The Airbus 330 was packed with 30 tons of cargo bound for Germany for the 11-hour flight from Shanghai, Lufthansa Cargo said in a statement.
By comparison, Lufthansa Cargo’s most modern jet has a capacity of 103 tons.
Because of the coronavirus crisis, Lufthansa’s 17 cargo planes are operating at full capacity as passenger jets stand still.
Lufthansa said it was considering recruiting further passenger aircraft to carry cargo.
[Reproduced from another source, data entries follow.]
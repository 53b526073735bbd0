//! Error types for the Campus API service.
//!
//! Every core-layer error is translated here into an HTTP status and the
//! `{success: false, message}` envelope that all endpoints share.

use axum::http::StatusCode;
use axum::response::{IntoResponse, Response};
use axum::Json;

use campus_academic_core::AcademicError;
use campus_auth_core::AuthError;
use campus_db::DbError;
use campus_fees_core::FeeError;
use campus_types::ApiResponse;

/// API error type
#[derive(Debug, thiserror::Error)]
pub enum ApiError {
    /// Malformed request outside what the extractors already reject
    #[allow(dead_code)] // Json/Path/Query rejections cover the 400s for now
    #[error("{0}")]
    BadRequest(String),

    /// Authenticated but not allowed to perform the operation
    #[error("{0}")]
    Forbidden(String),

    /// Referenced record does not exist
    #[error("{0}")]
    NotFound(String),

    /// Well-formed request with semantically invalid content
    #[error("{0}")]
    Validation(String),

    #[error(transparent)]
    Auth(#[from] AuthError),

    #[error(transparent)]
    Academic(#[from] AcademicError),

    #[error(transparent)]
    Fee(#[from] FeeError),

    #[error(transparent)]
    Db(#[from] DbError),
}

impl ApiError {
    fn status_code(&self) -> StatusCode {
        match self {
            Self::BadRequest(_) => StatusCode::BAD_REQUEST,
            Self::Forbidden(_) => StatusCode::FORBIDDEN,
            Self::NotFound(_) => StatusCode::NOT_FOUND,
            Self::Validation(_) => StatusCode::UNPROCESSABLE_ENTITY,
            Self::Auth(e) => from_u16(e.status_code()),
            Self::Academic(e) => from_u16(e.status_code()),
            Self::Fee(e) => from_u16(e.status_code()),
            Self::Db(DbError::NotFound) => StatusCode::NOT_FOUND,
            Self::Db(DbError::Conflict(_)) => StatusCode::CONFLICT,
            Self::Db(_) => StatusCode::INTERNAL_SERVER_ERROR,
        }
    }

    fn error_code(&self) -> &'static str {
        match self {
            Self::BadRequest(_) => "BAD_REQUEST",
            Self::Forbidden(_) => "FORBIDDEN",
            Self::NotFound(_) => "NOT_FOUND",
            Self::Validation(_) => "VALIDATION",
            Self::Auth(e) => e.error_code(),
            Self::Academic(e) => e.error_code(),
            Self::Fee(e) => e.error_code(),
            Self::Db(DbError::NotFound) => "NOT_FOUND",
            Self::Db(DbError::Conflict(_)) => "CONFLICT",
            Self::Db(_) => "DATABASE_ERROR",
        }
    }
}

fn from_u16(status: u16) -> StatusCode {
    StatusCode::from_u16(status).unwrap_or(StatusCode::INTERNAL_SERVER_ERROR)
}

impl IntoResponse for ApiError {
    fn into_response(self) -> Response {
        let status = self.status_code();
        let code = self.error_code();

        // Server-side failures are logged in full and surfaced generically
        let message = if status.is_server_error() {
            tracing::error!(error = ?self, code, "Internal API error");
            "internal error".to_string()
        } else {
            tracing::debug!(error = %self, code, status = status.as_u16(), "Request rejected");
            self.to_string()
        };

        (status, Json(ApiResponse::<()>::error(message))).into_response()
    }
}

/// Result type for API handlers
pub type ApiResult<T> = Result<T, ApiError>;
Under normal conditions, air freight is primarily used for higher-value goods such as pharmaceuticals.
The price per kilogramme is usually about 40 times higher than sea freight.
Germany, like many countries, is scrambling to procure protective masks and medical equipment amid the COVID-19 outbreak.
Six million FFP2 particulate respirator masks, the standard recommended for health care workers by the World Health Organisation, disappeared without a trace at an airport in Kenya, the Spiegel news magazine reported on Tuesday, citing a German Defence Ministry spokesperson.
The Kenya Airports Authority (KAA) dismissed claims that the masks were lost at the airport in the capital, Nairobi.
The German Embassy in Nairobi released a statement on Wednesday clarifying that Germany was making no allegations against Kenya or Kenyan authorities.
The German Defence Ministry rejected reports that the military was involved in the loss of the 6 million face masks ordered by Germany for medical staff on the front lines of the coronavirus outbreak.
“No masks have been lost from the Bundeswehr inventory,’’ a spokesperson said at a press conference in Berlin.
The official referred questions regarding the reportedly lost order to the General Directorate of Customs, which he said placed the order in cooperation with the German army’s procurement office.
“Since the delivery was not completed, no payment was made,’’ he added.
The German Embassy in Nairobi said many shipments of medical equipment were being procured simultaneously around the globe to account for the risk associated with current strains on global supply chains.